Copy each line below in which the word "match" occurs.
(Beginning of Materials provided)
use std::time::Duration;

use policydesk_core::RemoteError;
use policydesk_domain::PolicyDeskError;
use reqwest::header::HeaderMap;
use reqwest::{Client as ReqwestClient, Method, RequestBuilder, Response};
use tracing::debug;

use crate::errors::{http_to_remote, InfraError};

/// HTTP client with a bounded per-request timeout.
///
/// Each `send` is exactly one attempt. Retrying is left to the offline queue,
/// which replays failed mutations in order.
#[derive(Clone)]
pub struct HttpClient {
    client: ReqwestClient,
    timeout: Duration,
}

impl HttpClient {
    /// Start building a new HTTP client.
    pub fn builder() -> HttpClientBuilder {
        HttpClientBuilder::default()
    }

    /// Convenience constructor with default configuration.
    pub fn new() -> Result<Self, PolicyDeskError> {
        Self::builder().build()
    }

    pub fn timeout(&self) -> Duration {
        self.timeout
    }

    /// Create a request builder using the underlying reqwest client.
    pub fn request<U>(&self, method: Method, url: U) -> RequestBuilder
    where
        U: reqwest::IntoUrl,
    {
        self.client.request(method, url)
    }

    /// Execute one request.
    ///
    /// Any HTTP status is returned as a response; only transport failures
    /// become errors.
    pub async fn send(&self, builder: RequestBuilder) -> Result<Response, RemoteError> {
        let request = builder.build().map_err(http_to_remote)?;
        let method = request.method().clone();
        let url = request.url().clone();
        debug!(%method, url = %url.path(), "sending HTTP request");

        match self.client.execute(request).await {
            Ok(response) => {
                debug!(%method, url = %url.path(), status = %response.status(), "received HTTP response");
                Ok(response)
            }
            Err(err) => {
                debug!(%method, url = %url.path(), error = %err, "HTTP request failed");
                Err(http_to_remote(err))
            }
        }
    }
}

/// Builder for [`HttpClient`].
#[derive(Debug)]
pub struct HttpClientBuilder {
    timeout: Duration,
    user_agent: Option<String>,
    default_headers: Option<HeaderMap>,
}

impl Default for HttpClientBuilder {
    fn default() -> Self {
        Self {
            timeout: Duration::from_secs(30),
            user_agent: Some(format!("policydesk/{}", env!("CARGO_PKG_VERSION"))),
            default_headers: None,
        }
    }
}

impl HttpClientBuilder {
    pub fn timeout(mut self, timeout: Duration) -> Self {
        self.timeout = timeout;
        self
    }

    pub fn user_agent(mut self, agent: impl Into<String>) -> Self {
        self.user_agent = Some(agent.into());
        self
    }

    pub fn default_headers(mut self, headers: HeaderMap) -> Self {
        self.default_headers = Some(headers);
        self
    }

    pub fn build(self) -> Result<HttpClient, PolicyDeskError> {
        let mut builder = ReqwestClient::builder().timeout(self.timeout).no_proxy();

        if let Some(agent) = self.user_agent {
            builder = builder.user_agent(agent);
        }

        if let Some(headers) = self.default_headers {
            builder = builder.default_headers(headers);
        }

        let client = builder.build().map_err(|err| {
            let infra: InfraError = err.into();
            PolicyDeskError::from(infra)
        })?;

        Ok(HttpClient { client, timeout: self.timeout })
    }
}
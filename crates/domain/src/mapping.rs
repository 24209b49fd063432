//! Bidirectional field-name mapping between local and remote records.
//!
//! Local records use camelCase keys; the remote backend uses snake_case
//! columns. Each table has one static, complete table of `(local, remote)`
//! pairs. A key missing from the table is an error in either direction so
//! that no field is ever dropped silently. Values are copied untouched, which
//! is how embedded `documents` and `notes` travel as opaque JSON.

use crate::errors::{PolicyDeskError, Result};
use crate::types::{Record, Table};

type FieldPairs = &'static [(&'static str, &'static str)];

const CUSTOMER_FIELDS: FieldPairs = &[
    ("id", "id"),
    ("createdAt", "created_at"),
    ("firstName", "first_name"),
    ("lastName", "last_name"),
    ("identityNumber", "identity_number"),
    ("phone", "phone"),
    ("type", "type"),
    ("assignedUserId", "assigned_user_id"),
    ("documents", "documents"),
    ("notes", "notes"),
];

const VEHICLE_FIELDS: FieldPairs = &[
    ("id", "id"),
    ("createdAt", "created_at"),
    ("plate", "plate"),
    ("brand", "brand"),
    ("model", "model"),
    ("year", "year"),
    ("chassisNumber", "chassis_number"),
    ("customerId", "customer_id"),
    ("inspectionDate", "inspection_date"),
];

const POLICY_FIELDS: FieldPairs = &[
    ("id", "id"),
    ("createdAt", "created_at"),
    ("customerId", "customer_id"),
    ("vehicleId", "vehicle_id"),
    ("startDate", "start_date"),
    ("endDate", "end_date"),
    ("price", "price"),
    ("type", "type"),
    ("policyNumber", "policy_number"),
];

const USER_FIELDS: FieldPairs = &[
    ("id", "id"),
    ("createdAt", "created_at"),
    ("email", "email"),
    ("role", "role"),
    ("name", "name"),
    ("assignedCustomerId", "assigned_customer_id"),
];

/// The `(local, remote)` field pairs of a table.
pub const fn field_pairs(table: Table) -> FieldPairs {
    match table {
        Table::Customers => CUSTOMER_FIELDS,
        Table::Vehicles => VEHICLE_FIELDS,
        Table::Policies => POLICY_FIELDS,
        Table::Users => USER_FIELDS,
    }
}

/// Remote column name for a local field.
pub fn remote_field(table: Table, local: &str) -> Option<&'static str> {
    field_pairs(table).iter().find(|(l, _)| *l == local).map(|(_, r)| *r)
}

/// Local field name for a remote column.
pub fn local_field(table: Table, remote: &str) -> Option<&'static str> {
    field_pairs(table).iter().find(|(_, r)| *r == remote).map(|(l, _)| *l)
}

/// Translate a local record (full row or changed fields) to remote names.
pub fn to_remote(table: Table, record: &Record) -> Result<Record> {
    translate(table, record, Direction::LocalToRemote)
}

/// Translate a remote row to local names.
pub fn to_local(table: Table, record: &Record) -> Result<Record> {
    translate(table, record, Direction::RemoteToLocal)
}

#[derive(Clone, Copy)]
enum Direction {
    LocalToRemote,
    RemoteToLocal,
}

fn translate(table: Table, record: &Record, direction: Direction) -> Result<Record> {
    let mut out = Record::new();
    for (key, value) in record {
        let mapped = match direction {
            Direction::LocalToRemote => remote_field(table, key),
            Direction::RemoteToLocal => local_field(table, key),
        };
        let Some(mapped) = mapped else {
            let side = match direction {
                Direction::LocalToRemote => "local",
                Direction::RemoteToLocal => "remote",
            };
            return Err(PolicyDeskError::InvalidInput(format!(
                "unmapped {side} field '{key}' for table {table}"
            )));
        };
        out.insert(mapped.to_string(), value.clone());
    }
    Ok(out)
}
(End of Materials provided)
**Task answer**.
        match self.client.execute(request).await {
    match table {
        let mapped = match direction {
            let side = match direction {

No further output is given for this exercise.